Figure 1.8. Illustration du transport intercontinental (HTAP, 2007) pour le cas d’un traceur CO inerte après 8 à 10 jours de transport (colonne totale). Les flèches grises montrent le transport dans

la basse troposphère (< 3 km), dominé par l’advection dans et juste au dessus de la couche limite, les flèches noires montrent le transport dans la troposphère moyenne et haute (> 3 km), où les

cyclones extratropicaux et la convection profonde jouent un rôle dominant.

L’arrivée de moyens d’observation spatiale, introduite avec les mesures de la colonne de CO et d’O3 sur la navette spatiale (Reichle et al., 1999) ont permis d’évaluer la portée globale du transport des polluants (Edwards et al., 2004 ; Fishman et al., 2008).
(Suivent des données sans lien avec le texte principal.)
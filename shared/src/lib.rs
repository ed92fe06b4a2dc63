use chrono::NaiveDate;
use serde::{Deserialize, Serialize};
use std::fmt;
use std::path::PathBuf;

/// Sentinel entry that switches a choose-or-type field to its free-text input
pub const OTHER_OPTION: &str = "Other";

/// Sighthound breeds offered in the breed selector, in display order
pub const BREED_OPTIONS: &[&str] = &[
    "Azawakh",
    "Afghan Hound",
    "Borzoi",
    "Deerhound",
    "Irish Wolfhound",
    "Italian Sighthound",
    "Saluki",
    "Sloughi",
    "Greyhound",
    "Magyar Agar",
    "Chart Polski",
    "Galgo Espagnol",
    "Whippet",
    "Pharaoh Hound",
    "Cirneco dell´Etna",
    "Podenco Ibicenco",
    "Podenco Canario",
    "Kazakh Tazy",
    OTHER_OPTION,
];

/// Show classes offered in the class selector
pub const CLASS_OPTIONS: &[&str] = &["FCI-CACIL class", "FCI-CSS class", OTHER_OPTION];

/// Resolve a choose-or-type field into the value that gets encoded.
///
/// Picking [`OTHER_OPTION`] yields the typed text (possibly empty), any other
/// selection is returned verbatim and the typed text is ignored.
pub fn resolve_choice(selected: &str, custom: &str) -> String {
    if selected == OTHER_OPTION {
        custom.to_string()
    } else {
        selected.to_string()
    }
}

/// Gender of the dog
#[derive(Debug, Clone, Copy, PartialEq, Eq, Default, Serialize, Deserialize)]
pub enum Gender {
    #[default]
    Male,
    Female,
}

impl Gender {
    /// All selectable values in display order
    pub const ALL: [Gender; 2] = [Gender::Male, Gender::Female];

    pub fn as_str(&self) -> &'static str {
        match self {
            Gender::Male => "Male",
            Gender::Female => "Female",
        }
    }
}

impl fmt::Display for Gender {
    fn fmt(&self, f: &mut fmt::Formatter<'_>) -> fmt::Result {
        f.write_str(self.as_str())
    }
}

/// One owner of the dog. Owners only exist inside their [`DogRecord`].
#[derive(Debug, Clone, PartialEq, Eq, Default, Serialize, Deserialize)]
#[serde(rename_all = "PascalCase")]
pub struct OwnerRecord {
    pub first_name: String,
    pub last_name: String,
    pub street_and_number: String,
    pub postal_code_and_city: String,
    pub country: String,
}

/// Snapshot of the form taken at export time.
///
/// Field order here is the key order of the encoded payload.
#[derive(Debug, Clone, PartialEq, Eq, Serialize, Deserialize)]
#[serde(rename_all = "PascalCase")]
pub struct DogRecord {
    pub name: String,
    /// Resolved breed (list entry or free text)
    pub breed: String,
    /// Resolved show class (list entry or free text)
    pub class: String,
    pub gender: Gender,
    pub chip_number: String,
    pub license_number: String,
    pub pedigree_number: String,
    /// Encoded as `YYYY-MM-DD`, zero-padded four-digit year
    #[serde(with = "birth_date_format")]
    pub birth_date: NaiveDate,
    /// Never empty; position 0 is the mandatory first owner
    pub owners: Vec<OwnerRecord>,
}

/// Canonical `YYYY-MM-DD` encoding for birth dates
pub mod birth_date_format {
    use chrono::NaiveDate;
    use serde::{Deserialize, Deserializer, Serializer};

    pub const FORMAT: &str = "%Y-%m-%d";

    pub fn serialize<S>(date: &NaiveDate, serializer: S) -> Result<S::Ok, S::Error>
    where
        S: Serializer,
    {
        serializer.serialize_str(&date.format(FORMAT).to_string())
    }

    pub fn deserialize<'de, D>(deserializer: D) -> Result<NaiveDate, D::Error>
    where
        D: Deserializer<'de>,
    {
        let raw = String::deserialize(deserializer)?;
        NaiveDate::parse_from_str(&raw, FORMAT)
            .map_err(|e| serde::de::Error::custom(format!("invalid BirthDate '{}': {}", raw, e)))
    }
}

/// Artifact produced by an export
#[derive(Debug, Clone, Copy, PartialEq, Eq, Serialize, Deserialize)]
pub enum ExportKind {
    /// The QR code PNG, written verbatim
    Image,
    /// Single letter-size PDF page with the QR code centered on it
    Document,
}

impl ExportKind {
    pub fn extension(&self) -> &'static str {
        match self {
            ExportKind::Image => "png",
            ExportKind::Document => "pdf",
        }
    }

    /// Filter label for the save dialog
    pub fn filter_name(&self) -> &'static str {
        match self {
            ExportKind::Image => "PNG Files",
            ExportKind::Document => "PDF Files",
        }
    }

    /// Suggested file name for a dog, e.g. `rex_qr.png`
    pub fn suggested_file_name(&self, dog_name: &str) -> String {
        let trimmed = dog_name.trim();
        let stem = if trimmed.is_empty() {
            "dog".to_string()
        } else {
            trimmed.replace(' ', "_").to_lowercase()
        };
        format!("{}_qr.{}", stem, self.extension())
    }
}

/// Request to write an artifact to a user-chosen path
#[derive(Debug, Clone, PartialEq, Serialize, Deserialize)]
pub struct ExportRequest {
    pub kind: ExportKind,
    pub destination: PathBuf,
}

#[derive(Debug, Clone, PartialEq, Serialize, Deserialize)]
pub struct ExportResponse {
    /// Confirmation shown to the user
    pub message: String,
    pub file_path: String,
    pub bytes_written: usize,
}
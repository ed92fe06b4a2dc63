//! Dog section of the form.

use eframe::egui;
use shared::{Gender, BREED_OPTIONS, CLASS_OPTIONS};

use crate::ui::app_state::DogQrApp;
use crate::ui::components::form_fields::{render_choice_field, render_text_field};

impl DogQrApp {
    pub fn render_dog_fields(&mut self, ui: &mut egui::Ui) {
        let form = &mut self.form;

        render_text_field(ui, "Dog Name:", &mut form.name);
        ui.add_space(4.0);

        render_choice_field(ui, "breed", "Breed:", BREED_OPTIONS, &mut form.breed, "Enter breed");
        ui.add_space(4.0);

        render_choice_field(ui, "class", "Class:", CLASS_OPTIONS, &mut form.class, "Enter class");
        ui.add_space(4.0);

        ui.label("Gender:");
        egui::ComboBox::from_id_source("gender")
            .selected_text(form.gender.as_str())
            .show_ui(ui, |ui| {
                for gender in Gender::ALL {
                    ui.selectable_value(&mut form.gender, gender, gender.as_str());
                }
            });
        ui.add_space(4.0);

        egui::Grid::new("dog_numbers")
            .num_columns(2)
            .spacing([12.0, 6.0])
            .show(ui, |ui| {
                ui.label("Chip Number:");
                ui.text_edit_singleline(&mut form.chip_number);
                ui.end_row();

                ui.label("License Number:");
                ui.text_edit_singleline(&mut form.license_number);
                ui.end_row();

                ui.label("Pedigree Number:");
                ui.text_edit_singleline(&mut form.pedigree_number);
                ui.end_row();

                ui.label("Birth Date:");
                ui.add(egui_extras::DatePickerButton::new(&mut form.birth_date).id_source("birth_date"));
                ui.end_row();
            });
    }
}
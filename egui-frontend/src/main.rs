use eframe::egui;
use log::{error, info};

use dogtag_egui::backend::EncodingConfig;
use dogtag_egui::ui::DogQrApp;

fn main() -> Result<(), eframe::Error> {
    // Initialize logging for debugging
    env_logger::init();
    info!("Starting Dog Information egui application");

    let config = EncodingConfig::default_path()
        .map(|path| EncodingConfig::load_or_default(&path))
        .unwrap_or_default();

    let options = eframe::NativeOptions {
        viewport: egui::ViewportBuilder::default()
            .with_inner_size([420.0, 760.0])
            .with_min_inner_size([360.0, 480.0])
            .with_title("Dog Information")
            .with_resizable(true),
        ..Default::default()
    };

    info!("Launching egui window");
    eframe::run_native(
        "Dog Information",
        options,
        Box::new(move |cc| match DogQrApp::new(cc, config) {
            Ok(app) => {
                info!("Successfully initialized Dog Information app");
                Ok(Box::new(app))
            }
            Err(e) => {
                error!("Failed to initialize app: {}", e);
                Err(format!("Failed to initialize app: {}", e).into())
            }
        }),
    )
}
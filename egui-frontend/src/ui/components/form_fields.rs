//! Shared form widgets.

use eframe::egui;

use crate::backend::domain::ChoiceField;

const FIELD_WIDTH: f32 = 260.0;

/// Label above a single-line text input
pub fn render_text_field(ui: &mut egui::Ui, label: &str, value: &mut String) -> egui::Response {
    ui.label(label);
    ui.add(egui::TextEdit::singleline(value).desired_width(FIELD_WIDTH))
}

/// Label and input on one line, used inside owner groups
pub fn render_text_row(ui: &mut egui::Ui, label: &str, value: &mut String) -> egui::Response {
    ui.horizontal(|ui| {
        ui.label(label);
        ui.with_layout(egui::Layout::right_to_left(egui::Align::Center), |ui| {
            ui.add(egui::TextEdit::singleline(value).desired_width(FIELD_WIDTH))
        })
        .inner
    })
    .inner
}

/// Combo box over `options`, followed by a free-text input while "Other" is selected
pub fn render_choice_field(
    ui: &mut egui::Ui,
    id: &str,
    label: &str,
    options: &[&str],
    field: &mut ChoiceField,
    placeholder: &str,
) {
    ui.label(label);
    egui::ComboBox::from_id_source(id)
        .selected_text(field.selected.clone())
        .width(FIELD_WIDTH)
        .show_ui(ui, |ui| {
            for option in options {
                ui.selectable_value(&mut field.selected, option.to_string(), *option);
            }
        });

    if field.shows_custom_input() {
        ui.add(
            egui::TextEdit::singleline(&mut field.custom)
                .hint_text(placeholder)
                .desired_width(FIELD_WIDTH),
        );
    }
}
Notamment, l’observation de panaches de CO intercontinentaux a permis de généraliser la portée du transport de la pollution.
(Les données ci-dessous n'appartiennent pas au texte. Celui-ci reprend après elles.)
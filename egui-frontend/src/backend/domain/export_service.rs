//! Export service domain logic for the dog QR form.
//!
//! Writes the rendered QR code either verbatim as a PNG or composed onto a
//! single letter-size PDF page. Every write is staged in a temporary file next
//! to the destination and renamed over it, so a failed export never leaves a
//! half-written file at the chosen path. The UI only handles the save dialog
//! and the resulting message.

use log::{error, info, warn};
use std::fs;
use std::io::Write;
use std::path::{Path, PathBuf};
use tempfile::{Builder, NamedTempFile, TempPath};

use shared::{ExportKind, ExportRequest, ExportResponse};

use crate::backend::domain::errors::ExportError;
use crate::backend::domain::pdf_page::{self, PageLayout};

/// PNG copy of the QR code on disk, removed when dropped.
///
/// A failed removal is logged and otherwise ignored.
#[derive(Debug)]
struct ScratchImage {
    path: Option<TempPath>,
}

impl ScratchImage {
    fn create(png: &[u8], scratch_dir: Option<&Path>) -> Result<Self, ExportError> {
        let mut builder = Builder::new();
        builder.prefix("dogtag-qr-").suffix(".png");

        let file = match scratch_dir {
            Some(dir) => builder.tempfile_in(dir),
            None => builder.tempfile(),
        }
        .map_err(|e| ExportError::io(scratch_dir.unwrap_or_else(|| Path::new("<temp dir>")), e))?;

        let path = write_and_close(file, png)?;
        Ok(Self { path: Some(path) })
    }

    fn path(&self) -> Option<&Path> {
        self.path.as_deref()
    }
}

impl Drop for ScratchImage {
    fn drop(&mut self) {
        if let Some(path) = self.path.take() {
            let shown = path.to_path_buf();
            if let Err(e) = path.close() {
                warn!("⚠️ EXPORT: Failed to delete temporary file {:?}: {}", shown, e);
            }
        }
    }
}

fn write_and_close(mut file: NamedTempFile, bytes: &[u8]) -> Result<TempPath, ExportError> {
    let staged_path = file.path().to_path_buf();
    file.write_all(bytes)
        .and_then(|_| file.as_file().sync_all())
        .map_err(|e| ExportError::io(&staged_path, e))?;
    Ok(file.into_temp_path())
}

/// Mode of a newly saved file before the umask is applied
#[cfg(unix)]
fn new_file_permissions() -> Option<fs::Permissions> {
    use std::os::unix::fs::PermissionsExt;
    Some(fs::Permissions::from_mode(0o666))
}

#[cfg(not(unix))]
fn new_file_permissions() -> Option<fs::Permissions> {
    None
}

/// A symlink at `destination` is saved through, not replaced
fn resolve_target(destination: &Path) -> PathBuf {
    match fs::symlink_metadata(destination) {
        Ok(meta) if meta.file_type().is_symlink() => {
            fs::canonicalize(destination).unwrap_or_else(|_| destination.to_path_buf())
        }
        _ => destination.to_path_buf(),
    }
}

/// Write `bytes` to `destination` completely or not at all.
///
/// The result has the permissions of the file it replaces, or those of a
/// plain new file when there was none.
fn write_atomically(destination: &Path, bytes: &[u8]) -> Result<(), ExportError> {
    let target = resolve_target(destination);
    let directory = match target.parent() {
        Some(parent) if !parent.as_os_str().is_empty() => parent.to_path_buf(),
        _ => PathBuf::from("."),
    };
    let existing = fs::metadata(&target).ok().map(|meta| meta.permissions());

    let mut builder = Builder::new();
    builder.prefix(".dogtag-").suffix(".part");
    if existing.is_none() {
        if let Some(permissions) = new_file_permissions() {
            builder.permissions(permissions);
        }
    }

    let staged = builder
        .tempfile_in(&directory)
        .map_err(|e| ExportError::io(destination, e))?;

    let staged = write_and_close(staged, bytes)?;
    if let Some(permissions) = existing {
        fs::set_permissions(&staged, permissions).map_err(|e| ExportError::io(destination, e))?;
    }
    staged
        .persist(&target)
        .map_err(|e| ExportError::io(destination, e.error))?;
    Ok(())
}

/// Export service that handles all export-related business logic
#[derive(Debug, Clone, Default)]
pub struct ExportService {
    scratch_dir: Option<PathBuf>,
}

impl ExportService {
    /// Create a new ExportService using the system temp dir for scratch files
    pub fn new() -> Self {
        Self { scratch_dir: None }
    }

    /// Keep scratch files of document exports in `dir` instead of the system temp dir
    pub fn with_scratch_dir(dir: impl Into<PathBuf>) -> Self {
        Self {
            scratch_dir: Some(dir.into()),
        }
    }

    /// Run the export described by `request` and report what was written
    pub fn export(&self, request: &ExportRequest, png: &[u8]) -> Result<ExportResponse, ExportError> {
        info!("📁 EXPORT: Exporting {:?} to {:?}", request.kind, request.destination);

        let result = match request.kind {
            ExportKind::Image => self.export_image(png, &request.destination),
            ExportKind::Document => self.export_document(png, &request.destination),
        };

        match result {
            Ok(bytes_written) => {
                let file_path = request.destination.to_string_lossy().to_string();
                let message = match request.kind {
                    ExportKind::Image => "The image has been saved successfully.".to_string(),
                    ExportKind::Document => "The PDF file has been saved successfully.".to_string(),
                };
                info!("✅ EXPORT: Wrote {} bytes to {}", bytes_written, file_path);
                Ok(ExportResponse {
                    message,
                    file_path,
                    bytes_written,
                })
            }
            Err(e) => {
                error!("❌ EXPORT: {:?} export to {:?} failed: {}", request.kind, request.destination, e);
                Err(e)
            }
        }
    }

    /// Write the PNG bytes verbatim to `destination`
    pub fn export_image(&self, png: &[u8], destination: &Path) -> Result<usize, ExportError> {
        write_atomically(destination, png)?;
        Ok(png.len())
    }

    /// Place the QR code centered on a letter page and write the PDF to `destination`
    pub fn export_document(&self, png: &[u8], destination: &Path) -> Result<usize, ExportError> {
        let scratch = ScratchImage::create(png, self.scratch_dir.as_deref())?;
        let scratch_path = scratch
            .path()
            .map(Path::to_path_buf)
            .unwrap_or_default();

        let image = image::ImageReader::open(&scratch_path)
            .and_then(|reader| reader.with_guessed_format())
            .map_err(|e| ExportError::io(&scratch_path, e))?
            .decode()?
            .to_luma8();

        let pdf = pdf_page::compose_single_page(&image, PageLayout::letter())?;
        write_atomically(destination, &pdf)?;
        Ok(pdf.len())
    }
}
L’application des instruments spatiaux est toutefois limitée par la difficulté d’obtenir des mesures précises sensibles aux concentrations dans la basse ou moyenne troposphère.

1.4.4. Sibérie

La Sibérie est essentiellement la dernière région « inexplorée » en termes de transport atmosphérique. Des études de modélisation prédisent que l’influence de la pollution européenne est plus importante en hiver et au printemps quand la pollution est transportée autour de l’anticyclone sibérien ; et que cette masse d’air est généralement transportée dans la couche limite (Newell & Evans, 2000 ; Stohl et al., 2002 ; Liu et al., 2002 ; Fig. 1.8). Dans certain cas les polluants européens transportés peuvent être mélangés en concentrations significatives avec l’export asiatique vers le Pacifique (Liu et al., 2003). Basé sur des mesures dans le Sud de la Sibérie, Pochanart et al. (2003) constatent une concentration en CO supérieure et en O3 légèrement supérieure dans les masses d’air associées à des origines européennes (+24 ppb CO et +3 ppb O3 comparés aux masses d’air très propres d’origine arctique). Le manque d’observations in situ empêche généralement de confirmer les études de modélisation. Il convient de citer les campagnes de trains instrumentés TROICA (Crutzen et al., 1998). Celles-ci n’ont pas apporté de nouvelles contraintes sur le transport intercontinental, même si elles ont permis d’observer du transport à l’échelle régionale à l’intérieur de la Russie (Bergamaschi et al., 1998 ; Röckmann et al., 1999).

Or la modélisation du CO en Asie de l’est, par exemple, ne dispose pas de contrainte observationnelle sur les concentrations en Sibérie (Akimoto, 2003), qui constituent une condition limite latérale importante et mal connue. Ceci peut fausser les conclusions quantitatives sur l’excès de CO associé aux émissions asiatiques dans des études comme celle de Liu et al. (2003). D’autres études de modélisation similaires considèrent à tort les émissions européennes comme négligeables. Dans une intercomparaison de modèles (Kiley et al., 2003), un modèle ayant intégré les mesures de Pochanart et al. (2003) dans ses conditions latérales d’import du CO se retrouve systématiquement moins biaisé dans les concentrations simulées. Des mesures permettant de valider les modèles de transport sur la Sibérie, et notamment les spécificités de l’export européen, sont donc nécessaires pour améliorer la pertinence de ces études.